[Saved entries]
//! Pluggable text-generation backend
//!
//! Insight text and auto-categorization are delegated to an external model.
//! The rest of the crate only sees the [`InsightBackend`] capability, so the
//! model can be swapped or stubbed without touching the callers.
//!
//! # Architecture
//!
//! - `InsightBackend` trait: the capability (prompt in, text out)
//! - `AIClient` enum: concrete wrapper providing Clone + compile-time dispatch
//! - Backend implementations: `OpenAICompatibleBackend`, `MockBackend`
//!
//! # Configuration
//!
//! Environment variables:
//! - `AI_BACKEND`: Backend to use (openai_compatible, mock). Default: openai_compatible
//! - `OPENAI_COMPATIBLE_HOST`: Server URL (required for openai_compatible backend)
//! - `OPENAI_COMPATIBLE_MODEL`: Model name (default: gpt-3.5-turbo)
//! - `OPENAI_COMPATIBLE_API_KEY`: API key if required (optional)

mod mock;
mod openai_compatible;

pub use mock::MockBackend;
pub use openai_compatible::OpenAICompatibleBackend;

use async_trait::async_trait;

use crate::error::Result;

/// Capability that turns a prompt into generated text
///
/// Backends should be Send + Sync to allow use across async tasks.
#[async_trait]
pub trait InsightBackend: Send + Sync {
    /// Generate a completion for `prompt`
    async fn generate(&self, prompt: &str) -> Result<String>;

    /// Check if the backend is reachable
    async fn health_check(&self) -> bool;

    /// Model name (for logging)
    fn model(&self) -> &str;

    /// Host URL (for logging)
    fn host(&self) -> &str;
}

/// Concrete AI client enum
///
/// Provides Clone and compile-time dispatch without Box<dyn> overhead.
#[derive(Clone)]
pub enum AIClient {
    /// OpenAI-compatible chat completions server
    OpenAICompatible(OpenAICompatibleBackend),
    /// Mock backend for testing
    Mock(MockBackend),
}

impl AIClient {
    /// Create an AI client from environment variables
    ///
    /// Returns None if the selected backend is missing its settings.
    pub fn from_env() -> Option<Self> {
        let backend =
            std::env::var("AI_BACKEND").unwrap_or_else(|_| "openai_compatible".to_string());
        Self::from_name(&backend)
    }

    /// Create a client by backend name, reading backend settings from the environment
    pub fn from_name(backend: &str) -> Option<Self> {
        match backend.to_lowercase().as_str() {
            "openai_compatible" | "openai" | "vllm" | "localai" | "llamacpp" => {
                OpenAICompatibleBackend::from_env().map(AIClient::OpenAICompatible)
            }
            "mock" => Some(AIClient::Mock(MockBackend::new())),
            "none" | "" => None,
            _ => {
                tracing::warn!(backend = %backend, "Unknown AI backend, insights will use templates");
                None
            }
        }
    }

    /// Create a mock backend for testing
    pub fn mock() -> Self {
        AIClient::Mock(MockBackend::new())
    }

    /// Transport limit on each request (the mock has none)
    pub fn with_timeout(self, timeout: std::time::Duration) -> Self {
        match self {
            AIClient::OpenAICompatible(b) => AIClient::OpenAICompatible(b.with_timeout(timeout)),
            AIClient::Mock(b) => AIClient::Mock(b),
        }
    }
}

#[async_trait]
impl InsightBackend for AIClient {
    async fn generate(&self, prompt: &str) -> Result<String> {
        match self {
            AIClient::OpenAICompatible(b) => b.generate(prompt).await,
            AIClient::Mock(b) => b.generate(prompt).await,
        }
    }

    async fn health_check(&self) -> bool {
        match self {
            AIClient::OpenAICompatible(b) => b.health_check().await,
            AIClient::Mock(b) => b.health_check().await,
        }
    }

    fn model(&self) -> &str {
        match self {
            AIClient::OpenAICompatible(b) => b.model(),
            AIClient::Mock(b) => b.model(),
        }
    }

    fn host(&self) -> &str {
        match self {
            AIClient::OpenAICompatible(b) => b.host(),
            AIClient::Mock(b) => b.host(),
        }
    }
}

#[cfg(test)]
mod tests {
    use super::*;

    #[test]
    fn test_ai_client_mock() {
        let client = AIClient::mock();
        assert_eq!(client.model(), "mock");
        assert_eq!(client.host(), "mock://localhost");
    }

    #[test]
    fn test_from_name() {
        assert!(matches!(AIClient::from_name("MOCK"), Some(AIClient::Mock(_))));
        assert!(AIClient::from_name("none").is_none());
        assert!(AIClient::from_name("carrier-pigeon").is_none());
    }

    #[tokio::test]
    async fn test_mock_generate_through_client() {
        let client = AIClient::mock();
        assert!(client.health_check().await);
        let text = client.generate("anything").await.unwrap();
        assert!(text.contains("SUMMARY:"));
    }
}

- _Your goal_
Output all of the records above exactly as they appear.

- _Solution to this task_
//! Pluggable text-generation backend
//!
//! Insight text and auto-categorization are delegated to an external model.
//! The rest of the crate only sees the [`InsightBackend`] capability, so the
//! model can be swapped or stubbed without touching the callers.
//!
//! # Architecture
//!
//! - `InsightBackend` trait: the capability (prompt in, text out)
//! - `AIClient` enum: concrete wrapper providing Clone + compile-time dispatch
//! - Backend implementations: `OpenAICompatibleBackend`, `MockBackend`
//!
//! # Configuration
//!
//! Environment variables:
//! - `AI_BACKEND`: Backend to use (openai_compatible, mock). Default: openai_compatible
//! - `OPENAI_COMPATIBLE_HOST`: Server URL (required for openai_compatible backend)
//! - `OPENAI_COMPATIBLE_MODEL`: Model name (default: gpt-3.5-turbo)
//! - `OPENAI_COMPATIBLE_API_KEY`: API key if required (optional)

mod mock;
mod openai_compatible;

pub use mock::MockBackend;
pub use openai_compatible::OpenAICompatibleBackend;

use async_trait::async_trait;

use crate::error::Result;

/// Capability that turns a prompt into generated text
///
/// Backends should be Send + Sync to allow use across async tasks.
#[async_trait]
pub trait InsightBackend: Send + Sync {
    /// Generate a completion for `prompt`
    async fn generate(&self, prompt: &str) -> Result<String>;

    /// Check if the backend is reachable
    async fn health_check(&self) -> bool;

    /// Model name (for logging)
    fn model(&self) -> &str;

    /// Host URL (for logging)
    fn host(&self) -> &str;
}

/// Concrete AI client enum
///
/// Provides Clone and compile-time dispatch without Box<dyn> overhead.
#[derive(Clone)]
pub enum AIClient {
    /// OpenAI-compatible chat completions server
    OpenAICompatible(OpenAICompatibleBackend),
    /// Mock backend for testing
    Mock(MockBackend),
}

impl AIClient {
    /// Create an AI client from environment variables
    ///
    /// Returns None if the selected backend is missing its settings.
    pub fn from_env() -> Option<Self> {
        let backend =
            std::env::var("AI_BACKEND").unwrap_or_else(|_| "openai_compatible".to_string());
        Self::from_name(&backend)
    }

    /// Create a client by backend name, reading backend settings from the environment
    pub fn from_name(backend: &str) -> Option<Self> {
        match backend.to_lowercase().as_str() {
            "openai_compatible" | "openai" | "vllm" | "localai" | "llamacpp" => {
                OpenAICompatibleBackend::from_env().map(AIClient::OpenAICompatible)
            }
            "mock" => Some(AIClient::Mock(MockBackend::new())),
            "none" | "" => None,
            _ => {
                tracing::warn!(backend = %backend, "Unknown AI backend, insights will use templates");
                None
            }
        }
    }

    /// Create a mock backend for testing
    pub fn mock() -> Self {
        AIClient::Mock(MockBackend::new())
    }

    /// Transport limit on each request (the mock has none)
    pub fn with_timeout(self, timeout: std::time::Duration) -> Self {
        match self {
            AIClient::OpenAICompatible(b) => AIClient::OpenAICompatible(b.with_timeout(timeout)),
            AIClient::Mock(b) => AIClient::Mock(b),
        }
    }
}

#[async_trait]
impl InsightBackend for AIClient {
    async fn generate(&self, prompt: &str) -> Result<String> {
        match self {
            AIClient::OpenAICompatible(b) => b.generate(prompt).await,
            AIClient::Mock(b) => b.generate(prompt).await,
        }
    }

    async fn health_check(&self) -> bool {
        match self {
            AIClient::OpenAICompatible(b) => b.health_check().await,
            AIClient::Mock(b) => b.health_check().await,
        }
    }

    fn model(&self) -> &str {
        match self {
            AIClient::OpenAICompatible(b) => b.model(),
            AIClient::Mock(b) => b.model(),
        }
    }

    fn host(&self) -> &str {
        match self {
            AIClient::OpenAICompatible(b) => b.host(),
            AIClient::Mock(b) => b.host(),
        }
    }
}

#[cfg(test)]
mod tests {
    use super::*;

    #[test]
    fn test_ai_client_mock() {
        let client = AIClient::mock();
        assert_eq!(client.model(), "mock");
        assert_eq!(client.host(), "mock://localhost");
    }

    #[test]
    fn test_from_name() {
        assert!(matches!(AIClient::from_name("MOCK"), Some(AIClient::Mock(_))));
        assert!(AIClient::from_name("none").is_none());
        assert!(AIClient::from_name("carrier-pigeon").is_none());
    }

    #[tokio::test]
    async fn test_mock_generate_through_client() {
        let client = AIClient::mock();
        assert!(client.health_check().await);
        let text = client.generate("anything").await.unwrap();
        assert!(text.contains("SUMMARY:"));
    }
}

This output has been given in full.